Stored data entries:

- - -

//! Command implementations shared by the binary and the tests.
//!
//! Each function does the work of one subcommand and returns an outcome
//! value; printing and exit codes are left to `main`.

use std::path::Path;

use pygen_ir::{codec, emit, ConsistencyReport, EmittedFile, Module};

use crate::config::Config;
use crate::error::{CliResult, ConfigError};
use crate::loader::{load_module, read_document};

/// Outcome of `pygen check`.
#[derive(Debug)]
pub struct CheckOutcome {
    pub module: Module,
    pub report: ConsistencyReport,
}

impl CheckOutcome {
    /// Whether the check passes under the given warning policy.
    pub fn passes(&self, deny_warnings: bool) -> bool {
        !deny_warnings || self.report.is_clean()
    }
}

/// Decode a document and run the consistency check on it.
pub fn check(path: &Path) -> CliResult<CheckOutcome> {
    let module = load_module(path)?;
    let report = module.check_consistency();
    report.log();
    Ok(CheckOutcome { module, report })
}

/// Outcome of `pygen fmt`.
#[derive(Debug)]
pub struct FormatOutcome {
    pub original: String,
    pub canonical: String,
}

impl FormatOutcome {
    /// Whether the document was already in canonical form.
    pub fn is_canonical(&self) -> bool {
        self.original == self.canonical
    }
}

/// Canonical text of a module: encoder output followed by a newline.
pub fn canonical_text(module: &Module, pretty: bool) -> CliResult<String> {
    let mut text = if pretty {
        codec::to_string_pretty(module)?
    } else {
        codec::to_string(module)?
    };
    text.push('\n');
    Ok(text)
}

/// Decode a document and produce its canonical form.
pub fn format(path: &Path, pretty: bool) -> CliResult<FormatOutcome> {
    let (original, module) = read_document(path)?;
    let canonical = canonical_text(&module, pretty)?;
    Ok(FormatOutcome {
        original,
        canonical,
    })
}

/// Decode a document and render it with the configured emitter.
pub fn render(path: &Path, config: &Config) -> CliResult<EmittedFile> {
    let emitter = emit::emitter_for(&config.render.format).ok_or_else(|| {
        ConfigError::invalid_value(
            "render.format",
            format!("unknown emitter '{}'", config.render.format),
        )
    })?;
    let emit_config = config.emit_config()?;

    let module = load_module(path)?;
    let file = emitter.emit(&module, &emit_config)?;
    tracing::info!(
        module = %module.name(),
        emitter = emitter.id(),
        path = %file.path.display(),
        "rendered module"
    );
    Ok(file)
}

- - -

Your objective: Determine the number of lines in the records that contain the word "CheckOutcome", and provide that number alone.

Solution to this problem: 4